My new "home" has an idiotic mechanical combination lock at the entrance. One lucky evening I had to spend a few hours outside due to a pure mechanical failure of the lock shown below.

Such primitive and low-reliability mechanical locking systems seem to be used everywhere in England. This made me think how fast can one possibly crack such a lock, provided that he needs very strong fingers and about 5 seconds to type the code in.

For a long time I was thinking that the combinations of a standard mechanical 4-digit lock are not that many because no consecutive digits can be used due to a limitation of the mechanical mechanism. Writing out this trivial solution:

1. The first digit can be from 0 to 9 so we have 10 possibilities.

2. The latter digits until the fourth can be from 0 to 9 but should not repeat with the previous digit, so we have 9 possibilities for all the rest.

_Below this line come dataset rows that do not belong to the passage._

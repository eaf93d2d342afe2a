// SPDX-License-Identifier: BUSL-1.1
// Copyright (c) 2026 Alfred Jean LLC

//! CI/server-name extraction from tickets.
//!
//! Deterministic and side-effect-free: extraction looks only at ticket
//! metadata keys, description text, and the service field.

use regex::Regex;
use remedy_core::Ticket;
use std::sync::LazyLock;

/// Metadata keys searched for a CI reference, in priority order.
const CI_KEYWORDS: &[&str] =
    &["ci_association", "ci_id", "ci_name", "server_name", "hostname", "host", "server"];

#[allow(clippy::expect_used)]
static TEXT_PATTERNS: LazyLock<Vec<Regex>> = LazyLock::new(|| {
    vec![
        Regex::new(r"(?i)\bserver[:\s]+([A-Za-z0-9][A-Za-z0-9_.-]{2,})").expect("valid regex"),
        Regex::new(r"(?i)\bhost(?:name)?[:\s]+([A-Za-z0-9][A-Za-z0-9_.-]{2,})")
            .expect("valid regex"),
        Regex::new(r"(?i)\bon\s+([A-Za-z][A-Za-z0-9-]*\d[A-Za-z0-9-]*)\b").expect("valid regex"),
    ]
});

/// Values extracted from a ticket for runbook normalization.
#[derive(Debug, Clone, Default, PartialEq)]
pub struct TicketFacts {
    pub server_name: Option<String>,
    pub service: Option<String>,
    pub environment: Option<String>,
}

impl TicketFacts {
    /// Build normalization facts from a ticket.
    pub fn from_ticket(ticket: &Ticket) -> Self {
        let server_name = extract_ci_name(ticket);
        Self {
            server_name,
            service: ticket.service.clone(),
            environment: ticket.environment.clone(),
        }
    }
}

/// Extract a CI/server name from a ticket.
///
/// Priority: metadata CI keys → description/title patterns → service field
/// (when it is shaped like a hostname).
pub fn extract_ci_name(ticket: &Ticket) -> Option<String> {
    if let Some(map) = ticket.metadata.as_object() {
        for key in CI_KEYWORDS {
            if let Some(value) = map.get(*key).and_then(|v| v.as_str()) {
                let trimmed = value.trim();
                if !trimmed.is_empty() {
                    return Some(trimmed.to_string());
                }
            }
        }
    }

    let text = if ticket.description.is_empty() { &ticket.title } else { &ticket.description };
    if let Some(found) = extract_from_text(text) {
        return Some(found);
    }

    ticket
        .service
        .as_deref()
        .filter(|s| looks_like_server_name(s))
        .map(|s| s.trim().to_string())
}

fn extract_from_text(text: &str) -> Option<String> {
    for pattern in TEXT_PATTERNS.iter() {
        if let Some(caps) = pattern.captures(text) {
            let name = caps[1].trim_end_matches(['.', ',']).to_string();
            if looks_like_server_name(&name) {
                return Some(name);
            }
        }
    }
    None
}

/// Heuristic for hostname-shaped identifiers: single token, 3..64 chars,
/// containing a digit, dot, or dash.
pub fn looks_like_server_name(value: &str) -> bool {
    let value = value.trim();
    (3..=64).contains(&value.len())
        && !value.contains(char::is_whitespace)
        && value.chars().any(|c| c.is_ascii_digit() || c == '.' || c == '-')
        && value.chars().all(|c| c.is_ascii_alphanumeric() || matches!(c, '.' | '-' | '_'))
}

#[cfg(test)]
#[path = "extract_tests.rs"]
mod tests;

We therefore end up with all possible combinations being: $$10\times 9\times 9\times 9 = 7290$$ An intuitive engineering thinking this times did not fail dramatically as after calming down I was imagining about $\frac{2}{3}$ of all the possible combinations which are 10000. If one masters a good code punching technique then $$7290\times 5 \text{sec} = 607 \text{h} = 25 \text{days}$$

At the end of the day, maybe electronic locks are more vulnerable to elegant cracking techniques as compared to their mechanical siblings.